Love and Loss After Wounded Knee traces Elaine and Charles’ lives from her humble beginnings on a farm in a remote corner of the Berkshires in Massachusetts and his, chased from his home in a Sioux encampment in Minnesota to the woods of Manitoba after the US Army attacked the Sioux in 1862, to their very unlikely meeting at Pine Ridge Agency in 1890 just ahead of the tragedy at Wounded Knee Creek. They would go on to marry. Their improbable interracial union would ultimately yield nineteen books; hundreds of articles, lectures, stories, novels and poems; numerous posts in government agencies and civic organizations working on behalf of Native American rights; and six children. Charles would become one of the best known and most photographed Indians of his era; Elaine’s name remained well-known during her lifetime from her plentiful publications and advocacy on behalf of Native American education. Despite these metrics of success, their marriage foundered. Eventually, it dissolved. Over three decades together and the remainder of their lives, apart, the Eastmans navigated the complex boundaries of their individual and collective identities, crossing into and out of Indian Country geographically, personally and professionally.

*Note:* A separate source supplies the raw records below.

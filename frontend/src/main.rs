//! cdredir service shell (spec section 6, "Configuration file" / "Logging").
//!
//! Loads `ServiceConfig`, realizes the configured LUNs in an in-process
//! `Registry`, and listens for a usbredir peer. The real deployment carries
//! usbredir packets over a spice-server channel (out of scope here, spec
//! section 1); a plain TCP listener stands in for it so the binary is
//! self-contained end to end.

use std::sync::Arc;

use anyhow::{Context, Result};
use cdredir_common::config_storage::load_config;
use cdredir_common::registry::{EmulatedDevice, EventSink, Registry};
use cdredir_common::usbredir::packet::{frame, PacketHeader, PacketType, HEADER_LEN};
use cdredir_common::usbredir::UsbRedirChannel;
use tokio::io::{AsyncReadExt, AsyncWriteExt};
use tokio::net::{TcpListener, TcpStream};
use tokio::sync::Mutex;
use tracing::{debug, info, warn};
use tracing_subscriber::EnvFilter;

const HELLO_VERSION: &str = concat!("cdredir ", env!("CARGO_PKG_VERSION"));

/// Routes hotplug/device-change events to `tracing` (spec section 6,
/// "Events out"); the structured data lives in the log fields, not the
/// message text.
struct TracingEventSink;

impl EventSink for TracingEventSink {
    fn hotplug(&self, added: bool, device: &EmulatedDevice) {
        info!(
            address = device.address,
            bus = device.bus_number,
            serial = device.serial_descriptor(),
            added,
            "hotplug event"
        );
    }

    fn device_change(&self, device: &EmulatedDevice) {
        info!(address = device.address, "device change event");
    }
}

#[tokio::main]
async fn main() -> Result<()> {
    let config = load_config().context("loading service configuration")?;

    tracing_subscriber::fmt()
        .with_env_filter(EnvFilter::new(config.log.filter.clone()))
        .init();

    let sink = TracingEventSink;
    let mut registry = Registry::new(config.bus.clone());
    for lun in &config.luns {
        let address = registry
            .create_emulated_cd(lun, &sink)
            .await
            .with_context(|| format!("realizing LUN {}", lun.lun))?;
        info!(address, lun = lun.lun, path = %lun.path.display(), "LUN realized");
    }
    let registry = Arc::new(Mutex::new(registry));

    let listener = TcpListener::bind(&config.listen.address)
        .await
        .with_context(|| format!("binding usbredir listener on {}", config.listen.address))?;
    info!(address = %config.listen.address, "listening for usbredir peer");

    loop {
        let (socket, peer) = listener.accept().await?;
        info!(%peer, "usbredir peer connected");
        let registry = registry.clone();
        tokio::spawn(async move {
            if let Err(err) = handle_connection(socket, registry).await {
                warn!(%peer, error = %err, "usbredir connection ended");
            }
        });
    }
}

/// Drive one usbredir peer connection until it disconnects or the stream
/// errors (spec section 4.3; section 5 "one task per connected peer").
async fn handle_connection(mut socket: TcpStream, registry: Arc<Mutex<Registry>>) -> Result<()> {
    let mut channel = UsbRedirChannel::new();

    let hello = frame(PacketType::Hello, 0, &UsbRedirChannel::hello_payload(HELLO_VERSION));
    socket.write_all(&hello).await?;

    let mut header_buf = [0u8; HEADER_LEN];
    loop {
        if socket.read_exact(&mut header_buf).await.is_err() {
            break;
        }
        let header = PacketHeader::parse(&header_buf)?;
        let mut payload = vec![0u8; header.length as usize];
        socket.read_exact(&mut payload).await?;

        let response = dispatch(&mut channel, &registry, header.packet_type, header.id, &payload).await;
        if let Some(bytes) = response {
            if !bytes.is_empty() {
                socket.write_all(&bytes).await?;
            }
        }

        if channel.rejected {
            break;
        }
    }

    if let Some(address) = channel.attached.take() {
        let mut registry = registry.lock().await;
        registry.eject(address, &TracingEventSink);
    }
    Ok(())
}

/// The control-request header this bridge puts at the front of a
/// `control_packet` payload: `request_type, request, value(LE16),
/// index(LE16), length(LE16)`, followed by `length` bytes of OUT data when
/// the host-to-device direction bit of `request_type` is clear.
struct ControlHeader {
    request_type: u8,
    request: u8,
    value: u16,
    index: u16,
    length: u16,
}

const CONTROL_HEADER_LEN: usize = 8;
const DIR_DEVICE_TO_HOST: u8 = 0x80;

fn parse_control_header(payload: &[u8]) -> Option<ControlHeader> {
    if payload.len() < CONTROL_HEADER_LEN {
        return None;
    }
    Some(ControlHeader {
        request_type: payload[0],
        request: payload[1],
        value: u16::from_le_bytes(payload[2..4].try_into().unwrap()),
        index: u16::from_le_bytes(payload[4..6].try_into().unwrap()),
        length: u16::from_le_bytes(payload[6..8].try_into().unwrap()),
    })
}

/// One bulk packet payload: `endpoint` followed either by OUT data (bulk-OUT)
/// or a little-endian requested length (bulk-IN).
fn bulk_endpoint(payload: &[u8]) -> Option<u8> {
    payload.first().copied()
}

async fn dispatch(
    channel: &mut UsbRedirChannel,
    registry: &Arc<Mutex<Registry>>,
    packet_type: PacketType,
    id: u32,
    payload: &[u8],
) -> Option<Vec<u8>> {
    match packet_type {
        PacketType::Hello => {
            channel.accept_hello(payload);
            let registry = registry.lock().await;
            let address = *registry.addresses().first()?;
            Some(channel.attach(address, id))
        }
        PacketType::DeviceDisconnect => {
            channel.detach();
            None
        }
        PacketType::DeviceDisconnectAck => {
            channel.acknowledge_disconnect();
            None
        }
        PacketType::Reset => {
            let address = channel.attached?;
            let mut registry = registry.lock().await;
            if let Some(device) = registry.get_mut(address) {
                device.msd.device_reset();
            }
            None
        }
        PacketType::ControlPacket => {
            let header = parse_control_header(payload)?;
            let mut registry = registry.lock().await;
            let result = channel.handle_control(
                &mut registry,
                header.request_type,
                header.request,
                header.value,
                header.index,
                header.length,
            );
            let response = match result {
                cdredir_common::usbredir::channel::ControlResult::Success(bytes) => {
                    let mut out = vec![0u8; CONTROL_HEADER_LEN];
                    out[0] = header.request_type;
                    out[1] = header.request;
                    out[2..4].copy_from_slice(&header.value.to_le_bytes());
                    out[4..6].copy_from_slice(&header.index.to_le_bytes());
                    out[6..8].copy_from_slice(&(bytes.len() as u16).to_le_bytes());
                    if header.request_type & DIR_DEVICE_TO_HOST != 0 {
                        out.extend_from_slice(&bytes);
                    }
                    out
                }
                cdredir_common::usbredir::channel::ControlResult::Stall => {
                    debug!(request = header.request, "control request stalled");
                    Vec::new()
                }
            };
            Some(frame(PacketType::ControlPacket, id, &response))
        }
        PacketType::BulkPacket => {
            let endpoint = bulk_endpoint(payload)?;
            let mut registry = registry.lock().await;
            if endpoint & 0x80 != 0 {
                let max_len = payload
                    .get(1..5)
                    .map(|b| u32::from_le_bytes(b.try_into().unwrap()))
                    .unwrap_or(0);
                Some(channel.handle_bulk_in(&mut registry, id, max_len).await)
            } else {
                channel.handle_bulk_out(&mut registry, id, &payload[1..]).await
            }
        }
        PacketType::CancelDataPacket => {
            let mut registry = registry.lock().await;
            Some(channel.cancel_data_packet(&mut registry, id))
        }
        other => {
            debug!(?other, "ignoring unimplemented usbredir packet type");
            None
        }
    }
}

#[cfg(test)]
mod tests {
    use super::*;

    #[test]
    fn control_header_round_trips_fields() {
        let mut payload = vec![0u8; CONTROL_HEADER_LEN];
        payload[0] = 0xA1;
        payload[1] = 0xFE;
        payload[2..4].copy_from_slice(&5u16.to_le_bytes());
        payload[4..6].copy_from_slice(&0u16.to_le_bytes());
        payload[6..8].copy_from_slice(&1u16.to_le_bytes());
        let header = parse_control_header(&payload).unwrap();
        assert_eq!(header.request_type, 0xA1);
        assert_eq!(header.request, 0xFE);
        assert_eq!(header.value, 5);
        assert_eq!(header.length, 1);
    }

    #[test]
    fn bulk_in_endpoint_has_direction_bit_set() {
        let payload = vec![0x81, 0, 2, 0, 0];
        assert_eq!(bulk_endpoint(&payload), Some(0x81));
    }
}
//! The SCSI Target: an array of logical units plus the at-most-one
//! in-flight request (spec section 3).

use super::commands;
use super::lu::{LogicalUnit, LuIdentity};
use super::request::{ReqState, ScsiRequest};
use crate::backing::BackingStream;
use std::sync::Arc;
use tokio::sync::Mutex as AsyncMutex;
use tracing::debug;

/// Upper bound on logical units per target (spec section 3).
pub const MAX_LUNS: u32 = 32;

#[derive(Debug, Clone, Copy, PartialEq, Eq)]
pub enum TargetState {
    Running,
    Reset,
}

/// Owns a fixed array of logical units and serializes SCSI requests
/// against them: at most one request is in flight at a time (spec section
/// 5, "SCSI requests are serialized per target").
pub struct ScsiTarget {
    pub luns: Vec<LogicalUnit>,
    pub state: TargetState,
    /// True while a request handed out by `request_submit` has not yet
    /// been released via `request_release`.
    pub request_in_flight: bool,
}

impl ScsiTarget {
    pub fn new(max_luns: u32) -> Self {
        let max_luns = max_luns.min(MAX_LUNS).max(1);
        Self {
            luns: (0..max_luns).map(LogicalUnit::unrealized).collect(),
            state: TargetState::Running,
            request_in_flight: false,
        }
    }

    pub fn num_luns(&self) -> u32 {
        self.luns.len() as u32
    }

    pub fn realized_lun_count(&self) -> u32 {
        self.luns.iter().filter(|lu| lu.realized).count() as u32
    }

    pub fn lu(&self, lun: u32) -> Option<&LogicalUnit> {
        self.luns.get(lun as usize)
    }

    pub fn lu_mut(&mut self, lun: u32) -> Option<&mut LogicalUnit> {
        self.luns.get_mut(lun as usize)
    }

    pub fn realize(&mut self, lun: u32, identity: LuIdentity, cd_rom: bool) -> Result<(), String> {
        let lu = self
            .lu_mut(lun)
            .ok_or_else(|| format!("lun {lun} out of range"))?;
        if lu.realized {
            return Err(format!("lun {lun} already realized"));
        }
        lu.realize(identity, cd_rom);
        Ok(())
    }

    pub fn unrealize(&mut self, lun: u32) -> Result<(), String> {
        let lu = self
            .lu_mut(lun)
            .ok_or_else(|| format!("lun {lun} out of range"))?;
        lu.unrealize();
        Ok(())
    }

    pub fn lu_load(&mut self, lun: u32, stream: BackingStream) -> Result<(), String> {
        let lu = self
            .lu_mut(lun)
            .ok_or_else(|| format!("lun {lun} out of range"))?;
        lu.load(stream);
        Ok(())
    }

    pub fn lu_unload(&mut self, lun: u32) -> Result<(), String> {
        let lu = self
            .lu_mut(lun)
            .ok_or_else(|| format!("lun {lun} out of range"))?;
        lu.unload();
        Ok(())
    }

    /// Reset a single logical unit without disturbing the rest of the
    /// target (distinct from `target_reset`, which resets every realized
    /// LU as one operation).
    pub fn lu_reset(&mut self, lun: u32) -> Result<(), String> {
        let lu = self
            .lu_mut(lun)
            .ok_or_else(|| format!("lun {lun} out of range"))?;
        lu.reset();
        Ok(())
    }

    /// Cancel the in-flight request's asynchronous read (spec section 4.1,
    /// "Asynchronous read cancellation"). If a target reset is pending
    /// behind this request, it transitions to `Disposed` so `target_reset`
    /// can finalize once released; otherwise it becomes `Canceled`.
    pub fn request_cancel(&mut self, req: &mut ScsiRequest) {
        if req.state != ReqState::Running {
            return;
        }
        req.needs_async_read = false;
        req.state = if self.state == TargetState::Reset {
            ReqState::Disposed
        } else {
            ReqState::Canceled
        };
    }

    /// Non-blocking submission (spec section 4.1). Applies the request
    /// gating order, then dispatches by opcode. Synchronous commands leave
    /// the request `Complete`; `READ*` commands that pass their checks
    /// leave it `Running` and the caller is responsible for driving the
    /// backing-stream read and calling `request_complete_read`.
    pub fn request_submit(&mut self, req: &mut ScsiRequest) {
        if self.request_in_flight {
            req.complete_check_condition(super::sense::codes::TARGET_FAILURE);
            return;
        }
        self.request_in_flight = true;
        req.state = ReqState::Running;
        commands::dispatch(self, req);
    }

    /// Release a completed/cancelled request back to the target, allowing
    /// the next CBW to submit. If a target reset was pending behind this
    /// request, finalize it now (mirrors `cd_scsi_dev_request_release`).
    pub fn request_release(&mut self, req: &mut ScsiRequest) {
        self.request_in_flight = false;
        req.state = ReqState::Idle;
        if self.state == TargetState::Reset {
            self.finish_reset();
        }
    }

    /// Begin a target reset. If no request is in flight, the reset
    /// finishes immediately; otherwise it completes once the in-flight
    /// request is released or cancelled (spec section 4.1, "Target
    /// reset").
    pub fn start_reset(&mut self) -> bool {
        if self.state == TargetState::Reset {
            return false;
        }
        self.state = TargetState::Reset;
        if !self.request_in_flight {
            self.finish_reset();
        }
        true
    }

    /// Clone of the backing stream handle for `lun`, for the MSD layer to
    /// spawn a cancellable read task against (see `ScsiRequest::arm_async_read`).
    pub fn lu_stream(&self, lun: u32) -> Option<Arc<AsyncMutex<BackingStream>>> {
        self.lu(lun)?.stream.clone()
    }

    fn finish_reset(&mut self) {
        for lu in &mut self.luns {
            if lu.realized {
                lu.reset();
            }
        }
        self.state = TargetState::Running;
        debug!("scsi target reset complete");
    }
}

Drawing from extensive primary research done with archives in fifteen states and Washington D.C., two Canadian provinces, the BBC and newspaper archives in England and Wales, and one Native American college library on the Pine Ridge Reservation; the work of many Indigenous scholars as well as a host of other historical and literary secondary sources, Love and Loss After Wounded Knee interprets the Eastmans’ lives through many lenses. At a time of profoundly unsettling controversies around race, immigration, and how we choose to label ourselves and others, the story of Elaine Goodale and Charles Eastman gives a personal, romantic lens into why it’s so difficult for people from different backgrounds to truly understand each other. But their story also suggests it’s important to try.